Metadata-Version: 2.4
Name: shapley_behaviors
Version: 0.1.2
Summary: Shapley value transformations for behavioral data analysis
Author: Amanda S Barnard
License: MIT
Project-URL: Homepage, https://github.com/amaxiom/shapley_behaviors
Project-URL: Repository, https://github.com/amaxiom/shapley_behaviors
Project-URL: Documentation, https://github.com/amaxiom/shapley_behaviors
Keywords: shapley,machine-learning,explainability,data mining,XAI
Classifier: Development Status :: 4 - Beta
Classifier: Intended Audience :: Science/Research
Classifier: License :: OSI Approved :: MIT License
Classifier: Programming Language :: Python :: 3
Classifier: Programming Language :: Python :: 3.9
Classifier: Programming Language :: Python :: 3.10
Classifier: Programming Language :: Python :: 3.11
Classifier: Programming Language :: Python :: 3.12
Classifier: Topic :: Scientific/Engineering
Classifier: Topic :: Scientific/Engineering :: Artificial Intelligence
Requires-Python: >=3.9
Description-Content-Type: text/markdown
Requires-Dist: numpy>=1.20
Requires-Dist: pandas>=1.3
Requires-Dist: joblib>=1.0
Requires-Dist: scikit-learn>=1.0
Requires-Dist: scipy>=1.7
Requires-Dist: matplotlib>=3.4
Provides-Extra: dev
Requires-Dist: pytest; extra == "dev"
Requires-Dist: pytest-cov; extra == "dev"
Requires-Dist: black; extra == "dev"
Requires-Dist: ruff; extra == "dev"

# shapley_behaviors

[![PyPI](https://img.shields.io/pypi/v/shapley_behaviors)](https://pypi.org/project/shapley-behaviors/)
[![Python](https://img.shields.io/pypi/pyversions/shapley_behaviors)](https://pypi.org/project/shapley-behaviors/)
[![License: MIT](https://img.shields.io/badge/License-MIT-yellow.svg)](https://opensource.org/licenses/MIT)

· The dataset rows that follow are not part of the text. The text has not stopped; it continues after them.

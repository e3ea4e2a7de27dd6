//! Per-operation store metrics.
//!
//! Records, through the `metrics` facade:
//! - `fleetstore_db_operations_total` - Operations completed, labeled by `op` and `outcome`
//! - `fleetstore_db_operation_duration_seconds` - Operation latency, labeled by `op`
//! - `fleetstore_db_merge_rows_total` - Rows reconciled by merge operations, labeled by `op` and
//!   `outcome` (`inserted`, `updated`, `unchanged`)
//!
//! No exporter is installed here; the embedding application chooses one.

use std::time::Duration;

use metrics::{counter, histogram};

use crate::db::errors::{DbError, Op};
use crate::db::merge::MergeTally;

/// Outcome label for an iteration aborted by its callback.
pub(crate) const OUTCOME_ABORTED: &str = "aborted";

pub(crate) fn record_operation(op: Op, outcome: &'static str, elapsed: Duration) {
    counter!("fleetstore_db_operations_total", "op" => op, "outcome" => outcome).increment(1);
    histogram!("fleetstore_db_operation_duration_seconds", "op" => op).record(elapsed.as_secs_f64());
}

pub(crate) fn outcome_of<T>(result: &Result<T, DbError>) -> &'static str {
    match result {
        Ok(_) => "ok",
        Err(e) => e.code().as_str(),
    }
}

pub(crate) fn record_merge(op: Op, tally: &MergeTally) {
    counter!("fleetstore_db_merge_rows_total", "op" => op, "outcome" => "inserted").increment(tally.inserted);
    counter!("fleetstore_db_merge_rows_total", "op" => op, "outcome" => "updated").increment(tally.updated);
    counter!("fleetstore_db_merge_rows_total", "op" => op, "outcome" => "unchanged").increment(tally.unchanged);
}
#[cfg(test)]
mod tests {
    use super::*;
    use crate::db::errors::ErrorCode;
    use crate::db::models::controllers::{Availability, RegionPrioritySpec};
    use crate::db::models::clouds::{PRIORITY_DEPLOYED, PRIORITY_SUPPORTED};
    use crate::test_utils::{
        create_test_cloud, create_test_controller, create_test_credential, create_test_model, migrated_database,
    };
    use sqlx::PgPool;

    #[sqlx::test(migrations = false)]
    #[test_log::test]
    async fn test_controller_lifecycle_by_uuid(pool: PgPool) {
        let db = migrated_database(pool).await;
        let ctx = OpContext::background();
        create_test_cloud(&db, "test-cloud", &["test-region"]).await;

        let uuid = Uuid::new_v4();
        let request = ControllerCreateDBRequest::new("c1", uuid, "test-cloud", "test-region");
        let added = db.controllers().add(&ctx, &request).await.unwrap();

        let fetched = db.controllers().get(&ctx, &ControllerKey::Uuid(uuid)).await.unwrap();
        assert_eq!(fetched.cloud_name, "test-cloud");
        assert_eq!(fetched.cloud_region, "test-region");
        assert_eq!(added, fetched);

        db.controllers().delete(&ctx, &ControllerKey::Uuid(uuid)).await.unwrap();
        let err = db.controllers().get(&ctx, &ControllerKey::Uuid(uuid)).await.unwrap_err();
        assert_eq!(err.code(), ErrorCode::NotFound);
    }

    #[sqlx::test(migrations = false)]
    #[test_log::test]
    async fn test_add_duplicate_name_or_uuid(pool: PgPool) {
        let db = migrated_database(pool).await;
        let ctx = OpContext::background();
        create_test_cloud(&db, "test-cloud", &["test-region"]).await;
        let existing = create_test_controller(&db, "c1", "test-cloud", "test-region").await;

        let same_name = ControllerCreateDBRequest::new("c1", Uuid::new_v4(), "test-cloud", "test-region");
        let err = db.controllers().add(&ctx, &same_name).await.unwrap_err();
        assert_eq!(err.code(), ErrorCode::AlreadyExists);
        assert!(err.to_string().contains("c1"), "{err}");

        let same_uuid = ControllerCreateDBRequest::new("c2", existing.uuid, "test-cloud", "test-region");
        let err = db.controllers().add(&ctx, &same_uuid).await.unwrap_err();
        assert_eq!(err.code(), ErrorCode::AlreadyExists);
        assert!(err.to_string().contains(&existing.uuid.to_string()), "{err}");
    }

    #[sqlx::test(migrations = false)]
    #[test_log::test]
    async fn test_add_in_missing_region_is_not_found(pool: PgPool) {
        let db = migrated_database(pool).await;
        let ctx = OpContext::background();
        create_test_cloud(&db, "test-cloud", &["test-region"]).await;

        let request = ControllerCreateDBRequest::new("c1", Uuid::new_v4(), "test-cloud", "nowhere");
        let err = db.controllers().add(&ctx, &request).await.unwrap_err();
        assert!(
            matches!(&err, DbError::NotFound { entity: EntityKind::CloudRegion, key, .. } if key == "test-cloud/nowhere"),
            "{err}"
        );
        assert!(err.to_string().contains("test-cloud/nowhere"), "{err}");
        assert!(!err.to_string().contains("c1"), "{err}");
    }

    #[sqlx::test(migrations = false)]
    #[test_log::test]
    async fn test_add_with_region_priorities(pool: PgPool) {
        let db = migrated_database(pool).await;
        let ctx = OpContext::background();
        create_test_cloud(&db, "test-cloud", &["r1", "r2"]).await;

        let request = ControllerCreateDBRequest {
            region_priorities: vec![
                RegionPrioritySpec {
                    region: CloudRegionKey::new("test-cloud", "r2"),
                    priority: PRIORITY_SUPPORTED,
                },
                RegionPrioritySpec {
                    region: CloudRegionKey::new("test-cloud", "r1"),
                    priority: PRIORITY_DEPLOYED,
                },
            ],
            ..ControllerCreateDBRequest::new("c1", Uuid::new_v4(), "test-cloud", "r1")
        };
        let controller = db.controllers().add(&ctx, &request).await.unwrap();

        let regions: Vec<(&str, i32)> = controller
            .cloud_regions
            .iter()
            .map(|p| (p.cloud_region.as_ref().unwrap().name.as_str(), p.priority))
            .collect();
        assert_eq!(regions, vec![("r1", PRIORITY_DEPLOYED), ("r2", PRIORITY_SUPPORTED)]);
        // Regions reached from a controller carry their cloud
        let region = controller.cloud_regions[0].cloud_region.as_ref().unwrap();
        assert_eq!(region.cloud.as_ref().unwrap().name, "test-cloud");
        assert!(region.controllers.is_empty());

        // A bad priority region rolls back the whole add
        let bad = ControllerCreateDBRequest {
            region_priorities: vec![RegionPrioritySpec {
                region: CloudRegionKey::new("test-cloud", "nowhere"),
                priority: PRIORITY_SUPPORTED,
            }],
            ..ControllerCreateDBRequest::new("c2", Uuid::new_v4(), "test-cloud", "r1")
        };
        let err = db.controllers().add(&ctx, &bad).await.unwrap_err();
        assert!(
            matches!(&err, DbError::NotFound { entity: EntityKind::CloudRegion, key, .. } if key == "test-cloud/nowhere"),
            "{err}"
        );
        let err = db
            .controllers()
            .get(&ctx, &ControllerKey::Name("c2".to_string()))
            .await
            .unwrap_err();
        assert!(err.is_not_found());
    }

    #[sqlx::test(migrations = false)]
    #[test_log::test]
    async fn test_update_and_availability(pool: PgPool) {
        let db = migrated_database(pool).await;
        let ctx = OpContext::background();
        create_test_cloud(&db, "test-cloud", &["test-region"]).await;
        let controller = create_test_controller(&db, "c1", "test-cloud", "test-region").await;
        assert_eq!(controller.availability(), Availability::Available);

        let key = ControllerKey::Name("c1".to_string());
        let update = ControllerUpdateDBRequest {
            deprecated: true,
            agent_version: "3.5.1".to_string(),
            addresses: vec![HostPort {
                value: "10.0.0.1".to_string(),
                port: 17070,
                scope: "local-cloud".to_string(),
            }],
            ..ControllerUpdateDBRequest::from(&controller)
        };
        let updated = db.controllers().update(&ctx, &key, &update).await.unwrap();
        assert_eq!(updated.agent_version, "3.5.1");
        assert_eq!(updated.addresses.len(), 1);
        assert_eq!(updated.addresses[0].port, 17070);
        assert_eq!(updated.availability(), Availability::Deprecated);

        let update = ControllerUpdateDBRequest {
            unavailable_since: Some(Utc::now()),
            ..ControllerUpdateDBRequest::from(&updated)
        };
        let updated = db.controllers().update(&ctx, &key, &update).await.unwrap();
        assert_eq!(updated.availability(), Availability::Unavailable);

        let missing = ControllerKey::Name("missing".to_string());
        assert!(db.controllers().update(&ctx, &missing, &update).await.unwrap_err().is_not_found());
        assert!(db.controllers().delete(&ctx, &missing).await.unwrap_err().is_not_found());
    }

    #[sqlx::test(migrations = false)]
    #[test_log::test]
    async fn test_delete_controller_hosting_models_fails(pool: PgPool) {
        let db = migrated_database(pool).await;
        let ctx = OpContext::background();
        create_test_cloud(&db, "test-cloud", &["test-region"]).await;
        let controller = create_test_controller(&db, "c1", "test-cloud", "test-region").await;
        let credential = create_test_credential(&db, "test-cloud", "alice@example.com", "cred").await;
        create_test_model(&db, "m1", "alice@example.com", &controller, &credential).await;

        let err = db
            .controllers()
            .delete(&ctx, &ControllerKey::Uuid(controller.uuid))
            .await
            .unwrap_err();
        assert_eq!(err.code(), ErrorCode::Internal);
    }

    #[sqlx::test(migrations = false)]
    #[test_log::test]
    async fn test_for_each_in_name_order(pool: PgPool) {
        let db = migrated_database(pool).await;
        let ctx = OpContext::background();
        create_test_cloud(&db, "test-cloud", &["test-region"]).await;
        for name in ["zeta", "alpha", "mu"] {
            create_test_controller(&db, name, "test-cloud", "test-region").await;
        }

        let mut seen = Vec::new();
        db.controllers()
            .for_each(&ctx, |c| {
                seen.push(c.name.clone());
                Ok::<_, DbError>(())
            })
            .await
            .unwrap();
        assert_eq!(seen, vec!["alpha", "mu", "zeta"]);
    }

    #[sqlx::test(migrations = false)]
    #[test_log::test]
    async fn test_for_each_model(pool: PgPool) {
        let db = migrated_database(pool).await;
        let ctx = OpContext::background();
        create_test_cloud(&db, "test-cloud", &["test-region"]).await;
        let c1 = create_test_controller(&db, "c1", "test-cloud", "test-region").await;
        let c2 = create_test_controller(&db, "c2", "test-cloud", "test-region").await;
        let credential = create_test_credential(&db, "test-cloud", "alice@example.com", "cred").await;
        create_test_model(&db, "m1", "alice@example.com", &c1, &credential).await;
        create_test_model(&db, "m2", "alice@example.com", &c2, &credential).await;
        create_test_model(&db, "m3", "alice@example.com", &c1, &credential).await;

        let mut seen = Vec::new();
        db.controllers()
            .for_each_model(&ctx, &ControllerKey::Name("c1".to_string()), |m| {
                seen.push(m.name.clone());
                Ok::<_, DbError>(())
            })
            .await
            .unwrap();
        assert_eq!(seen, vec!["m1", "m3"]);

        let mut none = 0;
        db.controllers()
            .for_each_model(&ctx, &ControllerKey::Uuid(Uuid::new_v4()), |_| {
                none += 1;
                Ok::<_, DbError>(())
            })
            .await
            .unwrap();
        assert_eq!(none, 0);
    }
}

**Shapley value transformations for explainable behavioral data analysis.**

Traditional clustering asks *which samples are similar?* but not *why do they cluster together?*
Shapley behavioral transformations answer the "why" by decomposing statistical properties — variance, skewness, kurtosis, entropy — into individual sample contributions.
Samples that cluster in behavioral space share the same statistical role in the dataset, providing mechanistic and actionable insights.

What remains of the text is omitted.